As a reviewer of books, he produced countless articles over many years including for London Review of Books and The New York Review of Books; working into his nineties, he was still contributing to The Threepenny Review in Berkeley. A compulsion to write kept him going. He completed the draft of a book on cinema and film theory in 2012, with neither publisher nor agent in mind – "Who's going to take on a 92-year-old?" he not unreasonably asked.

His reviews remained vigorous and on target. It was not unheard of, if he wished to review a book and another one had already been commissioned, to run two reviews together. This showed how little of himself he gave away, preferring to remain focussed on he meaning and accuracy of words.

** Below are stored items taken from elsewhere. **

//! NextGCore SWx Diameter Library
//!
//! Diameter support needed by a 3GPP AAA-side SWx client:
//! - Base protocol message/AVP codec (RFC 6733)
//! - TCP transport with split read/write halves
//! - Client peer handshake (CER/CEA) and watchdog (DWR/DWA) helpers
//! - SWx application (3GPP TS 29.273): MAR/MAA, SAR/SAA

pub mod avp;
pub mod common;
pub mod config;
pub mod error;
pub mod message;
pub mod peer;
pub mod swx;
pub mod transport;

pub use avp::*;
pub use common::*;
pub use config::*;
pub use error::*;
pub use message::*;
pub use peer::*;
pub use transport::*;

/// 3GPP Vendor ID
pub const OGS_3GPP_VENDOR_ID: u32 = 10415;

/// Diameter protocol version
pub const DIAMETER_VERSION: u8 = 1;

/// Default Diameter port
pub const DIAMETER_PORT: u16 = 3868;
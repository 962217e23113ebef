//! SWx proxy context
//!
//! Process-scoped state shared by RPC handlers and the Diameter receive
//! task. Built once at startup and passed around as `Arc<SwxProxyContext>`.

use std::sync::atomic::{AtomicU64, Ordering};
use std::sync::Arc;
use std::time::{SystemTime, UNIX_EPOCH};

use crate::cache::VectorCache;
use crate::config::SwxProxyConfig;
use crate::stats::SwxStats;
use crate::swx_handler::InboundDispatcher;
use crate::swx_path::DiameterSender;
use crate::tracker::RequestTracker;

/// Diameter Session-Id generator (`<origin-host>;<high>;<low>`)
#[derive(Debug)]
pub struct SessionIdGenerator {
    origin_host: String,
    high: u32,
    low: AtomicU64,
}

impl SessionIdGenerator {
    pub fn new(origin_host: &str) -> Self {
        let high = SystemTime::now()
            .duration_since(UNIX_EPOCH)
            .map(|d| d.as_secs() as u32)
            .unwrap_or(0);
        Self {
            origin_host: origin_host.to_string(),
            high,
            low: AtomicU64::new(1),
        }
    }

    /// Next unique Session-Id
    pub fn next(&self) -> String {
        let low = self.low.fetch_add(1, Ordering::Relaxed);
        format!("{};{};{}", self.origin_host, self.high, low)
    }
}

/// SWx proxy context
pub struct SwxProxyContext {
    pub config: SwxProxyConfig,
    pub stats: Arc<SwxStats>,
    pub tracker: Arc<RequestTracker>,
    pub dispatcher: Arc<InboundDispatcher>,
    /// `None` when caching is disabled
    pub cache: Option<Arc<VectorCache>>,
    pub sender: Arc<dyn DiameterSender>,
    pub session_ids: SessionIdGenerator,
}

impl SwxProxyContext {
    /// Build the context. `make_sender` receives the dispatcher its
    /// receive path must feed.
    pub fn new<F>(config: SwxProxyConfig, make_sender: F) -> Arc<Self>
    where
        F: FnOnce(Arc<InboundDispatcher>) -> Arc<dyn DiameterSender>,
    {
        let stats = Arc::new(SwxStats::new());
        let tracker = Arc::new(RequestTracker::new(stats.clone()));
        let dispatcher = Arc::new(InboundDispatcher::new(tracker.clone(), stats.clone()));
        let cache = config
            .cache
            .enabled
            .then(|| Arc::new(VectorCache::from_config(&config.cache)));
        let sender = make_sender(dispatcher.clone());
        let session_ids = SessionIdGenerator::new(&config.diameter.origin_host);

        log::debug!(
            "SWx proxy context ready (cache={}, verify_authorization={}, min_vectors={})",
            cache.is_some(),
            config.verify_authorization,
            config.min_requested_vectors
        );

        Arc::new(Self {
            config,
            stats,
            tracker,
            dispatcher,
            cache,
            sender,
            session_ids,
        })
    }

    pub fn cache_enabled(&self) -> bool {
        self.cache.is_some()
    }
}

He even looked askance at the gay themes he chose to write about – "I used to have a homosexual friend…" began one review – rather as he looked askance from his chair at life passing by his little house in Kentish Town, encased by walls of books, Japanese prints and an enormous flat-screen TV.

A chair visible in the garden behind was where he would enjoy the sunshine, but his intellect never reconciled the attitudes to homosexuality which had changed over his lifetime, still getting stuck on being the product of an illicit union between a Latin and a Greek word.


Philip Nicholas Furbank, writer: born 23 May 1920; died 27 June 2014.